WHAT YOU HAVE TO DO: Please repeat the listing exactly, starting at its first line and stopping after the line that contains "should be extruded.".

STUDY MATERIAL:

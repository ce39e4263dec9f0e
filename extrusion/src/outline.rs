//! Generation of stroke outline points from sequences of tip shapes.
//!
//! The labels "left" and "right" are assigned by looking at the stroke
//! from the positive z-axis with "forward" oriented along the travel
//! direction of each portion of the stroke.

use crate::tip_shape::{tangent_sides, TipShape};

use std::f32::consts::PI;
use tracery_geom::math::{Angle, Point, Vector};
use tracery_geom::utils::signed_angle_between;
use tracery_geom::LineSegment;

/// Storage for the positions at which stroke geometry should be extruded.
#[derive(Clone, Debug, Default)]
pub struct ExtrusionPoints {
    pub left: Vec<Point>,
    pub right: Vec<Point>,
}

impl ExtrusionPoints {
    pub fn clear(&mut self) {
        self.left.clear();
        self.right.clear();
    }
}

// Tolerance under which two tangent angles are considered collinear. Just
// over four times machine precision at ±π radians.
const COLLINEAR_TOLERANCE: f32 = 1e-5;

// Tolerance for snapping a perimeter-walk arc that wrapped all the way
// around due to rounding back to an empty arc.
const WALK_SNAP_TOLERANCE: f32 = 1e-4;

const FULL_TURN: f32 = 2.0 * PI;

#[derive(Copy, Clone, PartialEq)]
enum WalkDirection {
    Cw,
    Ccw,
}

/// Appends the outline points contributed by `middle` when extruding the
/// shape sequence `start`, `middle`, `end`.
///
/// Each side receives either an arc walk across `middle`'s perimeter or
/// the intersection of the incoming and outgoing tangents, depending on
/// the cyclic order of the four tangent angles; see
/// `tangent_angle_order_case`.
pub fn append_turn_extrusion_points(
    start: &TipShape,
    middle: &TipShape,
    end: &TipShape,
    max_chord_height: f32,
    out: &mut ExtrusionPoints,
) {
    let (in_left, in_right) = tangent_sides(start, middle);
    let (out_left, out_right) = tangent_sides(middle, end);

    // Snap nearly-collinear tangents together to avoid adding an
    // unnecessary loop of points.
    let mut in_left_angle = in_left.angle;
    let mut in_right_angle = in_right.angle;
    snap_collinear(&mut in_left_angle, out_left.angle);
    snap_collinear(&mut in_right_angle, out_right.angle);

    // Designate the left incoming angle as the start of the cyclic order
    // and normalize the rest above it.
    let base = in_left_angle;
    let out_left_n = normalize_at_or_above(out_left.angle, base);
    let in_right_n = normalize_at_or_above(in_right_angle, base);
    let out_right_n = normalize_at_or_above(out_right.angle, base);

    // A side's walk normally traverses the middle shape clockwise on the
    // left and counter-clockwise on the right; past half a turn the walk
    // flips to the shorter way around, folding the outline back over
    // itself for the downstream intersection repair to resolve.
    macro_rules! left_arc {
        () => {{
            let cw_span = (out_left.angle - in_left_angle).positive().radians - FULL_TURN;
            let direction = if cw_span >= -PI {
                WalkDirection::Cw
            } else {
                WalkDirection::Ccw
            };
            append_perimeter_walk(
                middle,
                in_left.second,
                out_left.first,
                in_left_angle,
                out_left.angle,
                direction,
                max_chord_height,
                &mut out.left,
            )
        }};
    }
    macro_rules! right_arc {
        () => {{
            let ccw_span = (out_right.angle - in_right_angle).positive().radians;
            let direction = if ccw_span <= PI {
                WalkDirection::Ccw
            } else {
                WalkDirection::Cw
            };
            append_perimeter_walk(
                middle,
                in_right.second,
                out_right.first,
                in_right_angle,
                out_right.angle,
                direction,
                max_chord_height,
                &mut out.right,
            )
        }};
    }
    macro_rules! left_intersection {
        () => {
            append_tangent_intersection(
                LineSegment::new(
                    start.circle(in_left.first).point_on(in_left_angle),
                    middle.circle(in_left.second).point_on(in_left_angle),
                ),
                LineSegment::new(
                    middle.circle(out_left.first).point_on(out_left.angle),
                    end.circle(out_left.second).point_on(out_left.angle),
                ),
                &mut out.left,
            )
        };
    }
    macro_rules! right_intersection {
        () => {
            append_tangent_intersection(
                LineSegment::new(
                    start.circle(in_right.first).point_on(in_right_angle),
                    middle.circle(in_right.second).point_on(in_right_angle),
                ),
                LineSegment::new(
                    middle.circle(out_right.first).point_on(out_right.angle),
                    end.circle(out_right.second).point_on(out_right.angle),
                ),
                &mut out.right,
            )
        };
    }

    match tangent_angle_order_case(base, in_right_n, out_left_n, out_right_n) {
        1 => {
            left_arc!();
            right_intersection!();
        }
        2 => {
            left_intersection!();
            right_arc!();
        }
        3 => {
            left_intersection!();
            right_intersection!();
        }
        4 => {
            left_arc!();
            right_arc!();
        }
        _ => {
            // Cases 5 and 6 come up when the shapes mostly overlap while
            // their sizes change rapidly; they can occur even though the
            // centers travel roughly straight. Only treat the turn as
            // deep when the turn angle says so.
            let turn_angle = signed_angle_between(
                middle.center() - start.center(),
                end.center() - middle.center(),
            );
            if turn_angle.radians.abs() >= FULL_TURN / 3.0 {
                left_arc!();
                right_arc!();
            } else if turn_angle.radians < 0.0 {
                left_arc!();
                right_intersection!();
            } else {
                left_intersection!();
                right_arc!();
            }
        }
    }
}

/// Appends the outline points contributed by `first` at the start of a
/// stroke: the walk around the free (back) side of `first` between its
/// two tangents toward `second`, split between the left and right sides.
pub fn append_startcap_extrusion_points(
    first: &TipShape,
    second: &TipShape,
    max_chord_height: f32,
    out: &mut ExtrusionPoints,
) {
    let (left, right) = tangent_sides(first, second);

    let mut cap = Vec::new();
    append_perimeter_walk(
        first,
        left.first,
        right.first,
        left.angle,
        right.angle,
        WalkDirection::Ccw,
        max_chord_height,
        &mut cap,
    );

    // The first half belongs to the left side, ordered from the back of
    // the stroke toward the left tangent.
    let left_count = (cap.len() + 1) / 2;
    out.left.extend(cap[..left_count].iter().rev());
    out.right.extend_from_slice(&cap[left_count..]);
}

/// Appends the outline points contributed by `last` at the end of a
/// stroke; symmetric to `append_startcap_extrusion_points`, walking the
/// front side of `last`.
pub fn append_endcap_extrusion_points(
    second_to_last: &TipShape,
    last: &TipShape,
    max_chord_height: f32,
    out: &mut ExtrusionPoints,
) {
    let (left, right) = tangent_sides(second_to_last, last);

    let mut cap = Vec::new();
    append_perimeter_walk(
        last,
        left.second,
        right.second,
        left.angle,
        right.angle,
        WalkDirection::Cw,
        max_chord_height,
        &mut cap,
    );

    let left_count = (cap.len() + 1) / 2;
    out.left.extend_from_slice(&cap[..left_count]);
    out.right.extend(cap[left_count..].iter().rev());
}

/// Appends the complete outline of a single shape, split into left and
/// right sides about `forward_direction`. Used when a stroke (or a
/// partition between break-points) consists of a single sample.
pub fn append_whole_shape_extrusion_points(
    shape: &TipShape,
    max_chord_height: f32,
    forward_direction: Vector,
    out: &mut ExtrusionPoints,
) {
    let front = forward_direction.angle_from_x_axis();
    let back = front + Angle::radians(PI);

    if shape.perimeter_circles().len() == 1 {
        // Leave half of a maximum sampling step unsampled on both sides
        // of each split so the connecting chords also respect the chord
        // height bound.
        let circle = shape.circle(0);
        let margin = circle.arc_angle_for_chord_height(max_chord_height) * 0.5;
        let span = Angle::radians((PI - 2.0 * margin.radians).max(0.0));
        let start = out.right.len();
        circle.append_arc_to_polyline(back + margin, span, max_chord_height, &mut out.right);
        dedup_points_from(&mut out.right, start);
        let start = out.left.len();
        circle.append_arc_to_polyline(back - margin, -span, max_chord_height, &mut out.left);
        dedup_points_from(&mut out.left, start);
        return;
    }

    // Split the boundary at the arc/segment junctions nearest the back
    // and front directions; the tangent segments at the splits connect
    // the two sides without any arc approximation error.
    let (front_index, front_angle) = nearest_junction(shape, front, None);
    let (back_index, back_angle) = nearest_junction(shape, back, Some(front_index));

    append_perimeter_walk(
        shape,
        back_index,
        shape.next_ccw(front_index),
        back_angle,
        front_angle,
        WalkDirection::Cw,
        max_chord_height,
        &mut out.left,
    );
    append_perimeter_walk(
        shape,
        shape.next_ccw(back_index),
        front_index,
        back_angle,
        front_angle,
        WalkDirection::Ccw,
        max_chord_height,
        &mut out.right,
    );
}

/// Finds the arc/segment junction of a multi-circle shape whose outward
/// angle is nearest `direction`: the junction where the boundary walk
/// leaves `circle(index)` for its counter-clockwise neighbor.
///
/// `exclude` skips one junction; the front and back splits must land on
/// distinct junctions or the two side walks would each cover the whole
/// boundary (a two-circle shape has only two junctions to tie over).
fn nearest_junction(shape: &TipShape, direction: Angle, exclude: Option<usize>) -> (usize, Angle) {
    let mut best = (0, Angle::radians(0.0));
    let mut best_distance = f32::INFINITY;
    for index in 0..shape.perimeter_circles().len() {
        if exclude == Some(index) {
            continue;
        }
        let next = shape.next_ccw(index);
        let angle = shape
            .circle(index)
            .guaranteed_right_tangent_angle(shape.circle(next));
        let distance = (angle - direction).signed().radians.abs();
        if distance < best_distance {
            best_distance = distance;
            best = (index, angle);
        }
    }
    best
}

fn snap_collinear(angle: &mut Angle, other: Angle) {
    let delta = (angle.radians - other.radians).abs();
    if delta < COLLINEAR_TOLERANCE || delta + COLLINEAR_TOLERANCE > FULL_TURN {
        *angle = other;
    }
}

#[inline]
fn normalize_at_or_above(angle: Angle, base: Angle) -> Angle {
    base + (angle - base).positive()
}

/// Returns the case number for the cyclic order of the four tangent
/// angles, with `in_left` designated as the smallest:
///
/// 1. L-in, R-out, R-in, L-out
/// 2. L-in, L-out, R-in, R-out
/// 3. L-in, L-out, R-out, R-in
/// 4. L-in, R-in, R-out, L-out
/// 5. L-in, R-out, L-out, R-in
/// 6. L-in, R-in, L-out, R-out
fn tangent_angle_order_case(in_left: Angle, in_right: Angle, out_left: Angle, out_right: Angle) -> u8 {
    debug_assert!(in_right >= in_left && out_left >= in_left && out_right >= in_left);
    let second = in_right.radians.min(out_left.radians).min(out_right.radians);
    if second == out_left.radians {
        if out_right <= in_right {
            3
        } else {
            2
        }
    } else if second == out_right.radians {
        if out_left <= in_right {
            5
        } else {
            1
        }
    } else if out_left <= out_right {
        6
    } else {
        4
    }
}

fn append_tangent_intersection(
    incoming: LineSegment,
    outgoing: LineSegment,
    points: &mut Vec<Point>,
) {
    if let Some(intersection) = incoming.intersection(&outgoing) {
        points.push(intersection);
    } else {
        // No intersection can happen when the perimeter radii are large;
        // fall back to connecting the tangent endpoints directly.
        points.push(incoming.to);
        points.push(outgoing.from);
    }
}

/// Appends the points of the boundary walk across `shape`'s perimeter
/// circles from (`from_index`, `entry`) to (`to_index`, `exit`) in the
/// given direction. Arcs on consecutive circles connect at the hull
/// tangent angle between them; consecutive duplicate points are removed.
fn append_perimeter_walk(
    shape: &TipShape,
    from_index: usize,
    to_index: usize,
    entry: Angle,
    exit: Angle,
    direction: WalkDirection,
    max_chord_height: f32,
    points: &mut Vec<Point>,
) {
    let start_len = points.len();
    let mut index = from_index;
    let mut angle = entry;
    while index != to_index {
        let next = match direction {
            WalkDirection::Ccw => shape.next_ccw(index),
            WalkDirection::Cw => shape.next_cw(index),
        };
        let junction = match direction {
            WalkDirection::Ccw => shape
                .circle(index)
                .guaranteed_right_tangent_angle(shape.circle(next)),
            WalkDirection::Cw => shape
                .circle(next)
                .guaranteed_right_tangent_angle(shape.circle(index)),
        };
        let arc = directed_arc(angle, junction, direction);
        shape
            .circle(index)
            .append_arc_to_polyline(angle, arc, max_chord_height, points);
        angle = junction;
        index = next;
    }
    let arc = directed_arc(angle, exit, direction);
    shape
        .circle(index)
        .append_arc_to_polyline(angle, arc, max_chord_height, points);

    dedup_points_from(points, start_len);
}

/// Normalizes the sweep from `entry` to `exit` for the walk direction:
/// counter-clockwise arcs are in [0, 2π) and clockwise arcs in (-2π, 0].
/// Sweeps within rounding distance of a full turn collapse to zero.
fn directed_arc(entry: Angle, exit: Angle, direction: WalkDirection) -> Angle {
    let span = (exit - entry).positive();
    match direction {
        WalkDirection::Ccw => {
            if span.radians > FULL_TURN - WALK_SNAP_TOLERANCE {
                Angle::radians(0.0)
            } else {
                span
            }
        }
        WalkDirection::Cw => {
            if span.radians < WALK_SNAP_TOLERANCE {
                Angle::radians(0.0)
            } else {
                span - Angle::radians(FULL_TURN)
            }
        }
    }
}

fn dedup_points_from(points: &mut Vec<Point>, start: usize) {
    let mut write = start;
    for read in start..points.len() {
        if write > start && points[write - 1] == points[read] {
            continue;
        }
        points[write] = points[read];
        write += 1;
    }
    points.truncate(write);
}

EXERCISE RESULT:
repository ce39e4263dec9f0e
filename extrusion/src/outline.rs
//! Generation of stroke outline points from sequences of tip shapes.
//!
//! The labels "left" and "right" are assigned by looking at the stroke
//! from the positive z-axis with "forward" oriented along the travel
//! direction of each portion of the stroke.

use crate::tip_shape::{tangent_sides, TipShape};

use std::f32::consts::PI;
use tracery_geom::math::{Angle, Point, Vector};
use tracery_geom::utils::signed_angle_between;
use tracery_geom::LineSegment;

/// Storage for the positions at which stroke geometry should be extruded.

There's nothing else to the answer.